Ce qui fait du système ScanEagle un outil intéressant, c’est qu’il ne nécessite pas un terrain d’aviation pour son déploiement. En 2006, le système complet avec 4 drones, une station de contrôle, un terminal vidéo, la catapulte de lancement SuperWedge et le système de récupération Skyhook représentait un investissement modique de 3,2 millions $.

La vidéo suivante montre l’utilisation de cette technologie en Afghanistan. Un seul technicien suffit pour l’opération de catapultage!

visite US Sur le site tunisien, la phase d’hameçonnage a été photographiée en présence de militaires U.S (avec visiblement des tenues de l’Africom). Le prestataire en uniforme civil est le même que sur d’autre photos. Cela ressemble fort à une phase de tests en présence de gradés US. Etaient-ils là pour s’assurer de la conformité du transfert de savoir-faire à l’armée tunisienne ? Pour répondre à cette question, il faudrait connaitre le document source de ces photos. ce que Echorouk s’est bien abstenu de divulguer.

Mais ce n’est pas difficile à deviner. Il se trouve que l’armée algérienne avait exprimée son intérêt pour le Drone ScanEagle. Ces photos proviennent à coup sûr d’une communication transmise par la société Insitu ou par l’US Africom à des militaires algériens. C’est parmi ces derniers que se trouverait la source d’Echorouk. Les images ont été « empruntées » à un argumentaire militaro-commercial…

Alger achète pour des milliards de $ d’équipement. Tout un matériel de guerre qui s’accompagne de formations multiples sur le sol algérien. Des conseillers militaires occidentaux et surtout russes sont ainsi présents en Algérie. Mais ça un journal comme Echorouk ne va pas en parler. Dans l’ultranationalisme, y a ceux qui claironnent du creux et y a ceux qui en encaissent pour de vrai.

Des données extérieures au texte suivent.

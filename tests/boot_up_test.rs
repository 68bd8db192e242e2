// Boot sequence, NMT command handling, and SYNC-triggered PDO
// transmission (spec.md Section 8, scenario 2).

mod support;

use canopen_rs::nmt::NmtState;
use canopen_rs::od::{AccessFlags, ObjectEntry, ObjectValue};
use canopen_rs::{CanFrame, Node, NodeId};
use core::convert::TryFrom;
use support::{TestCan, TestTimer};

#[test]
fn boot_up_emits_one_frame_then_start_enters_operational_and_sync_triggers_tpdo() {
    let mut can = TestCan::new();
    let mut timer = TestTimer::new();
    let node_id = NodeId::try_from(1u8).unwrap();
    let mut node = Node::new(node_id, &mut can, &mut timer, None, 1000);

    node.dictionary_mut().insert(ObjectEntry::scalar(
        0x2000,
        0,
        ObjectValue::Unsigned16(0),
        AccessFlags::RW.rw_async(),
    ));
    node.add_tpdo(0);
    node.write_object(0x1A00, 1, ObjectValue::Unsigned32(0x2000_00_10))
        .unwrap();
    node.write_object(0x1A00, 0, ObjectValue::Unsigned8(1)).unwrap();
    // Synchronous, every SYNC (transmission type 1).
    node.write_object(0x1800, 2, ObjectValue::Unsigned8(1)).unwrap();

    node.start(125_000).unwrap();
    assert_eq!(node.nmt_state(), NmtState::PreOperational);
    assert_eq!(can.sent.len(), 1, "boot-up emits exactly one frame");
    assert_eq!(can.sent[0].id, 0x701);
    assert_eq!(can.sent[0].payload(), &[0x00]);
    can.sent.clear();

    can.push(CanFrame::new(0x000, false, &[0x01, 0x01]).unwrap());
    node.process().unwrap();
    assert_eq!(node.nmt_state(), NmtState::Operational);

    // Write the mapped object once; nothing has gone out onto the SYNC
    // COB-ID yet, so no TPDO has fired.
    node.write_object(0x2000, 0, ObjectValue::Unsigned16(0x1234))
        .unwrap();
    assert!(can.sent.is_empty(), "transmission type 1 only fires on SYNC");

    can.push(CanFrame::new(0x080, false, &[]).unwrap());
    node.process().unwrap();
    assert_eq!(can.sent.len(), 1, "SYNC must trigger the due cyclic TPDO");
    assert_eq!(can.sent[0].id, 0x181);
    assert_eq!(can.sent[0].payload(), &[0x34, 0x12]);
}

NB: Le mercredi 11 décembre 2013, un drone militaire s’était écrasé aux environs de la région de Sbeïtla dans le gouvernorat de Kasserine, au sud ouest de la Tunisie. Le porte-parole du ministère de la Défense, le colonel-major Taoufik Rahmouni,  avait déclaré qu’il n’y a pas eu de pertes à déplorer et que le drone serait vite réparé pour redevenir opérationnel. L’engin est utilisé dans la lutte antiterroriste dans les montagnes de Kasserine et les monts du Châambi. Nul doute pour l’auteur de ce blog. Il s’agit bien du ScanEagle qui apparaît sur les photos. Un drone robuste facile à réparer. Et un crash qui pourrait être du à une maîtrise encore insuffisante de la technologie de ce drone par ses opérateurs tunisiens.